Stored data:
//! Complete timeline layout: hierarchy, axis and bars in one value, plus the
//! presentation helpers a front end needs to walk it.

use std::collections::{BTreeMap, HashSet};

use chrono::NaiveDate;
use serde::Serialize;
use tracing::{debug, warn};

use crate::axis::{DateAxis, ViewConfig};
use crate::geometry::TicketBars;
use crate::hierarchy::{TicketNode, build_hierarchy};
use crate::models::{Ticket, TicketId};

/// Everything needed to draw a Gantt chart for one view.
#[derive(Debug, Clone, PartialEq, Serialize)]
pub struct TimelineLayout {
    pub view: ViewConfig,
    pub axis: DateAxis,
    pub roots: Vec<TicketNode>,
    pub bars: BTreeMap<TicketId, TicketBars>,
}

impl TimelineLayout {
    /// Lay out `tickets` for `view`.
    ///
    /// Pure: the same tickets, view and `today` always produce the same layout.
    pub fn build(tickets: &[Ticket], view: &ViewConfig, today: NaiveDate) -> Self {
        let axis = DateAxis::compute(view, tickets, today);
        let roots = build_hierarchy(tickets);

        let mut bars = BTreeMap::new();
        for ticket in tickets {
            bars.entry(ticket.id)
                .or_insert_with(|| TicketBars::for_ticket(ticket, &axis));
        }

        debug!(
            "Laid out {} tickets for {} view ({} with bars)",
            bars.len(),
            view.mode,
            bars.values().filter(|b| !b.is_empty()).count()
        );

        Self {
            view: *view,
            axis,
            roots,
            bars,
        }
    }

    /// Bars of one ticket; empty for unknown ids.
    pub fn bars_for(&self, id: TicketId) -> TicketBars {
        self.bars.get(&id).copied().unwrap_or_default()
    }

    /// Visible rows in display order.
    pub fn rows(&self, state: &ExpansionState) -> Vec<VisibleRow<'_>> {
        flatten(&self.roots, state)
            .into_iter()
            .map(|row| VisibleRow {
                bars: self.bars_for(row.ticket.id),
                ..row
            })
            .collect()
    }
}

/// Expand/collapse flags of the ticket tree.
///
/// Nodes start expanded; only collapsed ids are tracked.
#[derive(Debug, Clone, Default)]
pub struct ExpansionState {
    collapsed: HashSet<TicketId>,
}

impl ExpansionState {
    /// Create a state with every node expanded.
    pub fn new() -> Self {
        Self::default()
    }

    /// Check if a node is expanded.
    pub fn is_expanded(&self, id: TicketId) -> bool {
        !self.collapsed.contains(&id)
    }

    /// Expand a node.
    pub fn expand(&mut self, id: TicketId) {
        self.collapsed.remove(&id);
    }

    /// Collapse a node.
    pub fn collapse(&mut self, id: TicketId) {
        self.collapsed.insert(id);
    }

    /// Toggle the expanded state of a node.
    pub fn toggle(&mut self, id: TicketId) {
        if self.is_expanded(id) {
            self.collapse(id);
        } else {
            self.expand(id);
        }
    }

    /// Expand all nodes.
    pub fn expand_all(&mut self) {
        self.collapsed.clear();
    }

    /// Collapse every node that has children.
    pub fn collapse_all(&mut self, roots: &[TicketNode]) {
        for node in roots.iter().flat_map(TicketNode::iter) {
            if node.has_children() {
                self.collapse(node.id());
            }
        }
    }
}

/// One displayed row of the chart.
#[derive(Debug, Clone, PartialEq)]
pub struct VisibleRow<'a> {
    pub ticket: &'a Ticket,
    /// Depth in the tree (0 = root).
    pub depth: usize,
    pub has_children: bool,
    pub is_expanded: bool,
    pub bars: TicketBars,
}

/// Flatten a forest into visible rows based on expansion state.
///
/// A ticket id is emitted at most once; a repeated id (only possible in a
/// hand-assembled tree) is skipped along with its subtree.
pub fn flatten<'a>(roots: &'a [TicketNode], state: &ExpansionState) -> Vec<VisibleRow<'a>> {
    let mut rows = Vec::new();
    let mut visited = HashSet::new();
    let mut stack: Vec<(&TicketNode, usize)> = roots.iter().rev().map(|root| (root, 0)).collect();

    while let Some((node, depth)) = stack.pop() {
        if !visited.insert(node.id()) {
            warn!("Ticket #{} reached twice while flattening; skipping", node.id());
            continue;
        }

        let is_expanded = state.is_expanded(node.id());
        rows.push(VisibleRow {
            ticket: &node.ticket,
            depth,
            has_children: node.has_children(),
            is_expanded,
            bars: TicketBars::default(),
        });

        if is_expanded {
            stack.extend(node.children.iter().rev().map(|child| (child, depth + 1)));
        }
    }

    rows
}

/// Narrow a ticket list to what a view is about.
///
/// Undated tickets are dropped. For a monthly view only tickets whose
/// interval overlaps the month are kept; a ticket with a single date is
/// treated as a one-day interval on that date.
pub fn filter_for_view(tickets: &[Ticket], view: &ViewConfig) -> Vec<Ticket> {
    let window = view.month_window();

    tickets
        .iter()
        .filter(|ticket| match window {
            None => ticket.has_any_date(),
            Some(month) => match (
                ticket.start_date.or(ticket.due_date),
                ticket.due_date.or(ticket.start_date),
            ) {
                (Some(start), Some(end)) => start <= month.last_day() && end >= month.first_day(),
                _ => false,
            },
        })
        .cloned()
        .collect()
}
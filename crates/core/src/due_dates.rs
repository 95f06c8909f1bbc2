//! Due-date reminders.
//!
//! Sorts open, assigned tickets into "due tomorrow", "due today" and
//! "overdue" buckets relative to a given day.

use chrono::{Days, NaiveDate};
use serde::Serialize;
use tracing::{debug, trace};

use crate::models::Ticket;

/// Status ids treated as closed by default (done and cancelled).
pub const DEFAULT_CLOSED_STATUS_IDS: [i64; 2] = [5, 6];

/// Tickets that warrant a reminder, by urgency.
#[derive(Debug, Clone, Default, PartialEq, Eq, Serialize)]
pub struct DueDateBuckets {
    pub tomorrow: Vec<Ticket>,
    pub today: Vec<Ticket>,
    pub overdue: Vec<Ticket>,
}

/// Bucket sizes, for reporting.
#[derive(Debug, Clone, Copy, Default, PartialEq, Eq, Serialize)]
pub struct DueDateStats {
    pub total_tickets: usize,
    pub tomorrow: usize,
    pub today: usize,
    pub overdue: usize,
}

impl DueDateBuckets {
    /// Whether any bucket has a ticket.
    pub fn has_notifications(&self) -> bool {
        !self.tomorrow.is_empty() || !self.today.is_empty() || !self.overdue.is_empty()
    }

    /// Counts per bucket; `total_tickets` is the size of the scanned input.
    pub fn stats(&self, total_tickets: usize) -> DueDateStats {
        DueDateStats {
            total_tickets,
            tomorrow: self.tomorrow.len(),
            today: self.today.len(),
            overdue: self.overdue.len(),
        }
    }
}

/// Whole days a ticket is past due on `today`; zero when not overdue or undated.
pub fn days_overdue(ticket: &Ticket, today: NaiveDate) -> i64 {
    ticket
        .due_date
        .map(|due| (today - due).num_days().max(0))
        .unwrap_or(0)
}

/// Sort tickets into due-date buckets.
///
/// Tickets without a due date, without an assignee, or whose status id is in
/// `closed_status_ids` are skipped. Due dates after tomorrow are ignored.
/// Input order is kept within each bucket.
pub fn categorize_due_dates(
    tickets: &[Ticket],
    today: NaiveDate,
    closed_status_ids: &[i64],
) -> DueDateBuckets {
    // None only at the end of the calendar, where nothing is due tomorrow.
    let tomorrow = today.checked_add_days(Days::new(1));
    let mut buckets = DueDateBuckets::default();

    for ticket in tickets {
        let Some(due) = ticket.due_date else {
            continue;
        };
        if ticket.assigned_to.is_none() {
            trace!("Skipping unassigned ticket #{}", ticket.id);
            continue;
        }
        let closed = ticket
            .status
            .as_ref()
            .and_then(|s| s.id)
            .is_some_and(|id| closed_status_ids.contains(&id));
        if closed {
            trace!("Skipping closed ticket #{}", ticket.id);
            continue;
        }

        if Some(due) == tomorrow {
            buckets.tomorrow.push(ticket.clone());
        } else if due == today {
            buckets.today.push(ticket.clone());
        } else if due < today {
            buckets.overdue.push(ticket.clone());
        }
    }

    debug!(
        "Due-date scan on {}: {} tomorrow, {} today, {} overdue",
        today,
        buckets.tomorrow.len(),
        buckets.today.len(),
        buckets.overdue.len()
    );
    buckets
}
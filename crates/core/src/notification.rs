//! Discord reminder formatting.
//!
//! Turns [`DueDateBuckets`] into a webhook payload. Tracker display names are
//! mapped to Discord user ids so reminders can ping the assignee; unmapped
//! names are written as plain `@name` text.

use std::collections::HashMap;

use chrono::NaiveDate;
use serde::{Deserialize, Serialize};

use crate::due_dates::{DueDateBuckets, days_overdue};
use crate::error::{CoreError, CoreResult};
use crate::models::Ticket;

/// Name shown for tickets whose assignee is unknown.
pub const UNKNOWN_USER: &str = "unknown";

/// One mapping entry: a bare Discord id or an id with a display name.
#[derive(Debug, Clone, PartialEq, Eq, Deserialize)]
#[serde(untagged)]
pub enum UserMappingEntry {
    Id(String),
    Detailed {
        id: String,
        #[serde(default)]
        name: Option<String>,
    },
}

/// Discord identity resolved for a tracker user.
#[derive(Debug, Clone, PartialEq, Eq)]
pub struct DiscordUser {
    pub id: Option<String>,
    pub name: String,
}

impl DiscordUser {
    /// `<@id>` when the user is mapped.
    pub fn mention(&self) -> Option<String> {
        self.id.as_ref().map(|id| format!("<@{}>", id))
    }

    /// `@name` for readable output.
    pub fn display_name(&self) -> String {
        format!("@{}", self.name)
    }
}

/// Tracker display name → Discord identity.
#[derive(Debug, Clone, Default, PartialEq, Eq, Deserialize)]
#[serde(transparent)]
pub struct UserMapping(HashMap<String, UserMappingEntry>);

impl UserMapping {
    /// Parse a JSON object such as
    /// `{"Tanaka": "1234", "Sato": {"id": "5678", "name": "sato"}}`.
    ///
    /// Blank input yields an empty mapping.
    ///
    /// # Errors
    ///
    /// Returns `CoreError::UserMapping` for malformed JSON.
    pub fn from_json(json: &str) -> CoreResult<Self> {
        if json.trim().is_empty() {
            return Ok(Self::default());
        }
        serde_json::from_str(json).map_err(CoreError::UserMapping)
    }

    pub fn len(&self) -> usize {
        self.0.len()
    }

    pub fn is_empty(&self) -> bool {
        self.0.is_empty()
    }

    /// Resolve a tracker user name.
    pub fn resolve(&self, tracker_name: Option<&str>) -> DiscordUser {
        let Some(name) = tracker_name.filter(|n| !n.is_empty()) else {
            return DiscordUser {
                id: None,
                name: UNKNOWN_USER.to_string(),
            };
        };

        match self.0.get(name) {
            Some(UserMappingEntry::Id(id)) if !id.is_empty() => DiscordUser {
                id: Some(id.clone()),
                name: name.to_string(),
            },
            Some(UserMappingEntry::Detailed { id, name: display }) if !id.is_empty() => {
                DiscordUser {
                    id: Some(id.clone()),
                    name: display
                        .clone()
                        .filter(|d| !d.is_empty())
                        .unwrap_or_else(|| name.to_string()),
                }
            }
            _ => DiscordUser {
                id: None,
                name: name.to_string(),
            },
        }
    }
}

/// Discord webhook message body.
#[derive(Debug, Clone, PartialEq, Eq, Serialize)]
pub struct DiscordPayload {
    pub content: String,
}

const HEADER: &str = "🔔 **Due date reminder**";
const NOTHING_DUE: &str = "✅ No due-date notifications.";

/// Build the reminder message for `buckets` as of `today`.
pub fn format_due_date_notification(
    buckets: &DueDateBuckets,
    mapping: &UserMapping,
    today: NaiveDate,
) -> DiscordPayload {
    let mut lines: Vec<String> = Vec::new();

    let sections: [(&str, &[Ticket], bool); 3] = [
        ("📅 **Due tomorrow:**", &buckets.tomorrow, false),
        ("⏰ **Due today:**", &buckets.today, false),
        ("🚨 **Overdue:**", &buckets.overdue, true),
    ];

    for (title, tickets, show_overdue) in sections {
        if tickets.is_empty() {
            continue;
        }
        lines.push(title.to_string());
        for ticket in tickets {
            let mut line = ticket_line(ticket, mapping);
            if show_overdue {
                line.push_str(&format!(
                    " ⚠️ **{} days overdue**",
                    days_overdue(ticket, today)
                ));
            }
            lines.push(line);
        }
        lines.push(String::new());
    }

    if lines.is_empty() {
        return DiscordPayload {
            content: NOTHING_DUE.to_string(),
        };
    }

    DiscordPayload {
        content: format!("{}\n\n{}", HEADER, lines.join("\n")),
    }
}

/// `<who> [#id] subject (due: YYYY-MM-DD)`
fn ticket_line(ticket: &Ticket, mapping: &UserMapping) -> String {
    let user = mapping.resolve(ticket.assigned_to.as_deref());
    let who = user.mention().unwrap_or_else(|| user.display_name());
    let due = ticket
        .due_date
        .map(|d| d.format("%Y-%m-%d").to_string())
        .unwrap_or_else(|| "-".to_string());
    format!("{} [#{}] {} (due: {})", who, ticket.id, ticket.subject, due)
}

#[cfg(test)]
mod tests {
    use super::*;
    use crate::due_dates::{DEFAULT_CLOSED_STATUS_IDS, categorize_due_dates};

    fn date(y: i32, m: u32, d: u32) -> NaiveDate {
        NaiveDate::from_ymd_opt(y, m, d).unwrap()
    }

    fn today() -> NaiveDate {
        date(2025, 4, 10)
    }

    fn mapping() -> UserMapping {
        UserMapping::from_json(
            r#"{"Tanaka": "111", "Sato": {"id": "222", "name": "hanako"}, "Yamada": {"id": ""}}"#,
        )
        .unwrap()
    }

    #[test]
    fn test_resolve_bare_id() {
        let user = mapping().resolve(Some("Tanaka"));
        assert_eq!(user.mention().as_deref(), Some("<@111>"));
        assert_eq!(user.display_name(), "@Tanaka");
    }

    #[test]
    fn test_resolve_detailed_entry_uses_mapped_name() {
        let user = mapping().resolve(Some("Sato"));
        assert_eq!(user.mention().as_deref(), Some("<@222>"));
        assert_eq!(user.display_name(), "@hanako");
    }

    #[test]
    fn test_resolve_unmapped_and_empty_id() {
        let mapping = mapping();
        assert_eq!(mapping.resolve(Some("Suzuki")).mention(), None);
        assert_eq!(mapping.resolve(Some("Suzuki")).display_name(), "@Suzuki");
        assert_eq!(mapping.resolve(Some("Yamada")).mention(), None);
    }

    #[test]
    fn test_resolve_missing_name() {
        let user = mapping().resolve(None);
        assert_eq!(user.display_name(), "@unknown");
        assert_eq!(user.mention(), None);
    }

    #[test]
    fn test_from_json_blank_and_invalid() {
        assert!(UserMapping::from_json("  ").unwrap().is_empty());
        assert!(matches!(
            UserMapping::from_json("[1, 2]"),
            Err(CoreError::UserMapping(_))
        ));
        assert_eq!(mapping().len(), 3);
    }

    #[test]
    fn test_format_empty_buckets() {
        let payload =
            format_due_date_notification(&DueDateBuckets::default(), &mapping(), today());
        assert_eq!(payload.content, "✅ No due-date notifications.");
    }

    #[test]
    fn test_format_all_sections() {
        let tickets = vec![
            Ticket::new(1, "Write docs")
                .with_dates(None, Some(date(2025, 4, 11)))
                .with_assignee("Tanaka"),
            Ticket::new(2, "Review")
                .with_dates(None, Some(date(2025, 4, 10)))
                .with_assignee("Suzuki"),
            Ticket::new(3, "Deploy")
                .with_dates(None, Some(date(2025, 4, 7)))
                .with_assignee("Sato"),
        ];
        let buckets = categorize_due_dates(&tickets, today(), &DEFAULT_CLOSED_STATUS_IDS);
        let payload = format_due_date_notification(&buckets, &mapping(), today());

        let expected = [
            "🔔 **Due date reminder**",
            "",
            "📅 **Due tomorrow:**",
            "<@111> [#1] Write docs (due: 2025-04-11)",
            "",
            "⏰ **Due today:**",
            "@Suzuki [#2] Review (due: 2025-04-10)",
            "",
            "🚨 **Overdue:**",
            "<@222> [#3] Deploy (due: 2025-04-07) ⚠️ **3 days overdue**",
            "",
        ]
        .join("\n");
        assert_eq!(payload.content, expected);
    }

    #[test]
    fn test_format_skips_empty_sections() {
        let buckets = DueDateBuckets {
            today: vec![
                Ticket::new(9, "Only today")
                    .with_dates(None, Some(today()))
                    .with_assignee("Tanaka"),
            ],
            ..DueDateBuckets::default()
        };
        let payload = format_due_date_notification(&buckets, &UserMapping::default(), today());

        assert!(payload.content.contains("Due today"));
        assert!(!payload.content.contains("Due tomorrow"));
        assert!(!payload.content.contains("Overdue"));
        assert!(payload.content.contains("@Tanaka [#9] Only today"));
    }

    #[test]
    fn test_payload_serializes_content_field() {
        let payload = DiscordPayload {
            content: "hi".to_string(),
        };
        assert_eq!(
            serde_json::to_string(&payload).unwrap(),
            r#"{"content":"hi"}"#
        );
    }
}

Action item:
From the records above, pull out every line containing the word "derive".

Answer:
#[derive(Debug, Clone, PartialEq, Serialize)]
#[derive(Debug, Clone, Default)]
#[derive(Debug, Clone, PartialEq)]
#[derive(Debug, Clone, Default, PartialEq, Eq, Serialize)]
#[derive(Debug, Clone, Copy, Default, PartialEq, Eq, Serialize)]
#[derive(Debug, Clone, PartialEq, Eq, Deserialize)]
#[derive(Debug, Clone, PartialEq, Eq)]
#[derive(Debug, Clone, Default, PartialEq, Eq, Deserialize)]
#[derive(Debug, Clone, PartialEq, Eq, Serialize)]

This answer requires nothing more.